Cuando volví a Bogotá, supe que todo era mentira. Cada palabra que ella escribía, enviaba y que yo leía inmediatamente después, en el chat, era mentira. Yo no lo sabía todavía. Hay algo que mi generación es la primera en padecer. Algo que nuestros padres, abuelos o incluso hermanos mayores ya nunca experimentarán y es terminar con alguien por chat. Aunque yo estuviera en una de las fiestas que más júbilo le ha regalado a la humanidad durante siglos, me quería morir de tristeza. La ventaja del internet es encontrar lo que sea en donde sea. La desventaja es que, sin importar dónde estés, te encuentra.

Yo estaba en Pamplona, en un piso de estudiantes muy disciplinados. Eran estrictos con la rutina de despertarse a la una de la tarde. La justicia los gobernaba y, tras jugar a las cartas, quien perdía asumía la derrota yendo por la cerveza del desayuno. Respetaban el código de vestimenta: blanco todo, menos el pañuelo y el fajón, que eran rojos. Tanta solemnidad no era algo nuevo, para un grupo comprometido con que no hubiera una fiesta en el mundo en la que no sonara Diomedes.

Ese rigor con que se preparaba el caos tenía lugar en el piso de los estudiantes y en todas las esquinas, cuartos, hoteles, bares y centímetros cuadrados de Pamplona. Nada podría entorpecer las contundentes y colectivas intenciones de emborracharse. Era imposible ser infeliz en una ciudad donde todo el vino era para todos, pero a mí me habían roto el corazón por WhatsApp.

Una mañana, como cualquier otra de Sanfermines, ya las cartas se habían jugado, el perdedor había traído la cerveza y ahora todos se acomodaban el fajón en el espejo. Como habitualmente lo hacíamos desde hace dos días, con actos ceremoniales nos disponíamos a emborracharnos. De fondo, esa vez y siempre sonó algo de Diomedes. Antes de salir, le escribí a ella, para saludarla y recordarle mi petición de que no me olvidara; decirle que la fiesta no iba a durar y que yo iba a regresar a Bogotá, pero ella no me esperaba.
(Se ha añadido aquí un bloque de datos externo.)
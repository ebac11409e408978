//! Bounded in-process queue broker.

use super::DeliveryStats;
use crate::broker::{
    Acknowledger, BrokerError, BrokerFuture, Delivery, DeliveryStream, Publisher, Subscriber,
    Subscription,
};
use crate::message::Message;
use std::collections::HashMap;
use std::sync::atomic::{AtomicU64, Ordering};
use std::sync::{Arc, Mutex, PoisonError};
use std::time::Duration;
use tokio::sync::{Mutex as AsyncMutex, mpsc};

/// Configuration for [`MemoryQueue`].
#[derive(Clone, Debug)]
pub struct QueueConfig {
    /// Capacity of each (topic, group) buffer and of the per-topic backlog
    pub capacity: usize,
    /// Longest time `publish` waits for buffer space before giving up
    pub publish_timeout: Duration,
}

impl Default for QueueConfig {
    fn default() -> Self {
        Self {
            capacity: 1024,
            publish_timeout: Duration::from_secs(5),
        }
    }
}

/// In-process broker with one bounded FIFO buffer per (topic, consumer group).
///
/// - Publishing copies the message into the buffer of every group attached to
///   the topic, waiting for space when a buffer is full.
/// - Consumers of the same group compete for the same buffer.
/// - A nacked message goes to the back of its group's buffer with its attempt
///   counter increased.
/// - Messages published before any group attached are kept in a bounded
///   backlog and handed to every group that attaches before the first
///   publish reaches a live group. That publish drops the backlog, so groups
///   created afterwards start from new messages only.
///
/// If one group's buffer times out during a fan-out publish, groups already
/// served keep their copy; a retried publish may therefore duplicate it for
/// them, which at-least-once consumers tolerate.
///
/// # Example
///
/// ```
/// use courier_core::broker::{Publisher, Subscriber, Subscription};
/// use courier_core::memory::MemoryQueue;
/// use courier_core::message::Message;
/// use futures::StreamExt;
///
/// # async fn example() -> Result<(), Box<dyn std::error::Error>> {
/// let queue = MemoryQueue::default();
/// let mut deliveries = queue.subscribe(&Subscription::new("progress", "printer")).await?;
///
/// queue.publish("progress", Message::new(b"50".to_vec())).await?;
///
/// if let Some(delivery) = deliveries.next().await {
///     assert_eq!(delivery.message().payload(), b"50");
///     delivery.ack();
/// }
/// # Ok(())
/// # }
/// ```
#[derive(Default)]
pub struct MemoryQueue {
    config: QueueConfig,
    topics: Mutex<HashMap<String, TopicQueues>>,
}

#[derive(Default)]
struct TopicQueues {
    groups: HashMap<String, GroupQueue>,
    backlog: Vec<Message>,
}

#[derive(Clone)]
struct GroupQueue {
    sender: mpsc::Sender<Envelope>,
    receiver: Arc<AsyncMutex<mpsc::Receiver<Envelope>>>,
    counters: Arc<Counters>,
}

struct Envelope {
    message: Message,
    attempt: u32,
}

#[derive(Default)]
struct Counters {
    delivered: AtomicU64,
    acked: AtomicU64,
    nacked: AtomicU64,
}

impl Counters {
    fn snapshot(&self) -> DeliveryStats {
        DeliveryStats {
            delivered: self.delivered.load(Ordering::Relaxed),
            acked: self.acked.load(Ordering::Relaxed),
            nacked: self.nacked.load(Ordering::Relaxed),
        }
    }
}

impl MemoryQueue {
    /// Create a queue broker with the given configuration.
    #[must_use]
    pub fn new(config: QueueConfig) -> Self {
        Self {
            config,
            topics: Mutex::new(HashMap::new()),
        }
    }

    /// Settlement counters for one subscription.
    #[must_use]
    pub fn stats(&self, subscription: &Subscription) -> DeliveryStats {
        let topics = self.topics.lock().unwrap_or_else(PoisonError::into_inner);
        topics
            .get(&subscription.topic)
            .and_then(|queues| queues.groups.get(&subscription.consumer_group))
            .map(|group| group.counters.snapshot())
            .unwrap_or_default()
    }

    /// Find or create the buffer of a consumer group.
    fn attach(&self, subscription: &Subscription) -> GroupQueue {
        let mut topics = self.topics.lock().unwrap_or_else(PoisonError::into_inner);
        let queues = topics.entry(subscription.topic.clone()).or_default();

        if let Some(group) = queues.groups.get(&subscription.consumer_group) {
            return group.clone();
        }

        let capacity = self.config.capacity.max(queues.backlog.len()).max(1);
        let (sender, receiver) = mpsc::channel(capacity);
        for message in &queues.backlog {
            // Capacity covers the whole backlog, so this cannot be full.
            let _ = sender.try_send(Envelope {
                message: message.clone(),
                attempt: 1,
            });
        }

        let group = GroupQueue {
            sender,
            receiver: Arc::new(AsyncMutex::new(receiver)),
            counters: Arc::new(Counters::default()),
        };
        queues
            .groups
            .insert(subscription.consumer_group.clone(), group.clone());
        group
    }
}

impl Publisher for MemoryQueue {
    fn publish(&self, topic: &str, message: Message) -> BrokerFuture<'_, ()> {
        let topic = topic.to_string();

        Box::pin(async move {
            let senders: Vec<mpsc::Sender<Envelope>> = {
                let mut topics = self.topics.lock().unwrap_or_else(PoisonError::into_inner);
                let queues = topics.entry(topic.clone()).or_default();

                if queues.groups.is_empty() {
                    if queues.backlog.len() >= self.config.capacity {
                        return Err(BrokerError::PublishFailed {
                            topic,
                            reason: "no consumer group attached and backlog is full".to_string(),
                        });
                    }
                    tracing::debug!(
                        topic = %topic,
                        message_id = %message.id(),
                        "No consumer group attached yet, keeping message in backlog"
                    );
                    queues.backlog.push(message);
                    return Ok(());
                }

                if !queues.backlog.is_empty() {
                    tracing::debug!(
                        topic = %topic,
                        dropped = queues.backlog.len(),
                        "Topic is live, dropping pre-attach backlog"
                    );
                    queues.backlog.clear();
                }

                queues
                    .groups
                    .values()
                    .map(|group| group.sender.clone())
                    .collect()
            };

            for sender in senders {
                let envelope = Envelope {
                    message: message.clone(),
                    attempt: 1,
                };
                match tokio::time::timeout(self.config.publish_timeout, sender.send(envelope)).await
                {
                    Ok(Ok(())) => {},
                    Ok(Err(_)) => return Err(BrokerError::Closed),
                    Err(_) => {
                        tracing::warn!(
                            topic = %topic,
                            timeout_ms = self.config.publish_timeout.as_millis(),
                            "Queue full, publish timed out"
                        );
                        return Err(BrokerError::Timeout(topic));
                    },
                }
            }

            tracing::trace!(topic = %topic, message_id = %message.id(), "Message queued");
            Ok(())
        })
    }
}

impl Subscriber for MemoryQueue {
    fn subscribe(&self, subscription: &Subscription) -> BrokerFuture<'_, DeliveryStream> {
        let subscription = subscription.clone();

        Box::pin(async move {
            let group = self.attach(&subscription);

            tracing::info!(
                topic = %subscription.topic,
                consumer_group = %subscription.consumer_group,
                "Subscribed to in-memory queue"
            );

            let stream = async_stream::stream! {
                loop {
                    let next = {
                        let mut receiver = group.receiver.lock().await;
                        receiver.recv().await
                    };
                    let Some(envelope) = next else {
                        break;
                    };

                    group.counters.delivered.fetch_add(1, Ordering::Relaxed);
                    let message = envelope.message.clone();
                    let attempt = envelope.attempt;
                    yield Delivery::new(
                        message,
                        attempt,
                        QueueAcknowledger {
                            envelope,
                            sender: group.sender.clone(),
                            counters: Arc::clone(&group.counters),
                        },
                    );
                }
            };

            Ok(Box::pin(stream) as DeliveryStream)
        })
    }
}

struct QueueAcknowledger {
    envelope: Envelope,
    sender: mpsc::Sender<Envelope>,
    counters: Arc<Counters>,
}

impl Acknowledger for QueueAcknowledger {
    fn ack(self: Box<Self>) {
        self.counters.acked.fetch_add(1, Ordering::Relaxed);
    }

    fn nack(self: Box<Self>) {
        let Self {
            envelope,
            sender,
            counters,
        } = *self;
        counters.nacked.fetch_add(1, Ordering::Relaxed);

        let retry = Envelope {
            message: envelope.message,
            attempt: envelope.attempt + 1,
        };
        match sender.try_send(retry) {
            Ok(()) => {},
            Err(mpsc::error::TrySendError::Full(retry)) => requeue_later(sender, retry),
            Err(mpsc::error::TrySendError::Closed(retry)) => {
                tracing::warn!(
                    message_id = %retry.message.id(),
                    "Queue closed, nacked message cannot be redelivered"
                );
            },
        }
    }
}

/// Requeue without blocking the consumer that nacked: it may be the only one
/// draining the full buffer.
fn requeue_later(sender: mpsc::Sender<Envelope>, envelope: Envelope) {
    match tokio::runtime::Handle::try_current() {
        Ok(handle) => {
            handle.spawn(async move {
                let message_id = envelope.message.id();
                if sender.send(envelope).await.is_err() {
                    tracing::warn!(%message_id, "Queue closed before nacked message was requeued");
                }
            });
        },
        Err(_) => {
            tracing::error!(
                message_id = %envelope.message.id(),
                "Queue full and no runtime to requeue nacked message"
            );
        },
    }
}

#[cfg(test)]
mod tests {
    #![allow(clippy::unwrap_used)]

    use super::*;
    use futures::StreamExt;

    fn message(body: &str) -> Message {
        Message::new(body.as_bytes().to_vec())
    }

    #[tokio::test]
    async fn delivers_in_fifo_order() {
        let queue = MemoryQueue::default();
        let sub = Subscription::new("progress", "printer");
        let mut stream = queue.subscribe(&sub).await.unwrap();

        for body in ["1", "2", "3"] {
            queue.publish("progress", message(body)).await.unwrap();
        }

        for expected in ["1", "2", "3"] {
            let delivery = stream.next().await.unwrap();
            assert_eq!(delivery.message().payload(), expected.as_bytes());
            delivery.ack();
        }
        assert_eq!(
            queue.stats(&sub),
            DeliveryStats {
                delivered: 3,
                acked: 3,
                nacked: 0
            }
        );
    }

    #[tokio::test]
    async fn consumers_in_one_group_split_messages() {
        let queue = MemoryQueue::default();
        let sub = Subscription::new("tasks", "workers");
        let mut first = queue.subscribe(&sub).await.unwrap();
        let mut second = queue.subscribe(&sub).await.unwrap();

        queue.publish("tasks", message("a")).await.unwrap();
        queue.publish("tasks", message("b")).await.unwrap();

        let one = first.next().await.unwrap();
        let two = second.next().await.unwrap();
        assert_ne!(one.message().id(), two.message().id());
        one.ack();
        two.ack();

        let nothing_left =
            tokio::time::timeout(Duration::from_millis(20), first.next()).await;
        assert!(nothing_left.is_err());
    }

    #[tokio::test]
    async fn distinct_groups_each_get_a_copy() {
        let queue = MemoryQueue::default();
        let mut receipts = queue
            .subscribe(&Subscription::new("booked", "receipts"))
            .await
            .unwrap();
        let mut tracker = queue
            .subscribe(&Subscription::new("booked", "tracker"))
            .await
            .unwrap();

        let sent = message("T1");
        queue.publish("booked", sent.clone()).await.unwrap();

        let a = receipts.next().await.unwrap();
        let b = tracker.next().await.unwrap();
        assert_eq!(a.message().id(), sent.id());
        assert_eq!(b.message().id(), sent.id());
        a.ack();
        b.ack();
    }

    #[tokio::test]
    async fn nack_redelivers_with_next_attempt() {
        let queue = MemoryQueue::default();
        let sub = Subscription::new("alarms", "sensor");
        let mut stream = queue.subscribe(&sub).await.unwrap();
        queue.publish("alarms", message("1")).await.unwrap();

        let first = stream.next().await.unwrap();
        assert_eq!(first.attempt(), 1);
        first.nack();

        let second = stream.next().await.unwrap();
        assert_eq!(second.attempt(), 2);
        second.ack();

        let stats = queue.stats(&sub);
        assert_eq!((stats.delivered, stats.acked, stats.nacked), (2, 1, 1));
    }

    #[tokio::test]
    async fn backlog_reaches_groups_attaching_later() {
        let queue = MemoryQueue::default();
        queue.publish("early", message("x")).await.unwrap();

        let mut one = queue.subscribe(&Subscription::new("early", "g1")).await.unwrap();
        let mut two = queue.subscribe(&Subscription::new("early", "g2")).await.unwrap();

        assert_eq!(one.next().await.unwrap().message().payload(), b"x");
        assert_eq!(two.next().await.unwrap().message().payload(), b"x");
    }

    #[tokio::test]
    async fn backlog_is_dropped_once_the_topic_is_live() {
        let queue = MemoryQueue::default();
        queue.publish("early", message("x")).await.unwrap();

        let mut first = queue.subscribe(&Subscription::new("early", "g1")).await.unwrap();
        queue.publish("early", message("live")).await.unwrap();
        assert_eq!(first.next().await.unwrap().message().payload(), b"x");
        assert_eq!(first.next().await.unwrap().message().payload(), b"live");

        let mut late = queue.subscribe(&Subscription::new("early", "g2")).await.unwrap();
        queue.publish("early", message("after")).await.unwrap();
        assert_eq!(late.next().await.unwrap().message().payload(), b"after");

        let nothing_left = tokio::time::timeout(Duration::from_millis(20), late.next()).await;
        assert!(nothing_left.is_err());
    }

    #[tokio::test(start_paused = true)]
    async fn full_buffer_times_out_publish() {
        let queue = MemoryQueue::new(QueueConfig {
            capacity: 1,
            publish_timeout: Duration::from_millis(50),
        });
        let _stream = queue.subscribe(&Subscription::new("slow", "g")).await.unwrap();

        queue.publish("slow", message("1")).await.unwrap();
        let err = queue.publish("slow", message("2")).await.unwrap_err();

        assert_eq!(err, BrokerError::Timeout("slow".to_string()));
    }
}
Yo era la única mujer en el piso de estudiantes. Por más que mis tres acompañantes se esforzaran por acomodar el pañuelo y el fajón, yo terminaba por auxiliarlos. Y esa vez los auxilié, mientras ella me explicaba con razones inventadas que había dejado de esperarme. Razones incomprensibles que yo leía en mi celular mientras Diomedes daba paso a Jorge Oñate, para que sonara ‘Nunca comprendí tu amor’. La canción se terminó, yo derramé algunas lágrimas, mis amigos se dieron cuenta, pero su disciplina para alcanzar los objetivos de perder la consciencia más tarde, en un andén de Pamplona, solo les permitió consolarme con la botella de cerveza que yo debía cargar esa noche.

El lugar más feliz del mundo se me había convertido en la infamia más despiadada y todo por culpa del internet. Quise devolverme a pedirle que no me dejara y, después de seis tragos, quise quedarme para siempre y que -por internet- ella se enterara de lo poco que me esforzaba para disimular lo mucho que la quería.

Por fortuna, esta desgracia fue puntual y me sorprendió en los primeros días de fiesta. Viendo tanta fraternidad entre borrachos que no se conocen, es imposible dejar de creer en el amor. La última madrugada de Sanfermines, tanta sangría compartida desde el aire terminó manchando definitivamente nuestros uniformes blancos y a las 5 de la mañana, cuando cantábamos ‘Amarte más no pude’, decidí volver a Bogotá, pero con ella no lo puedo hacer ni en sueños.  




(Primer texto para el taller de crónica con Alberto Salcedo Ramos).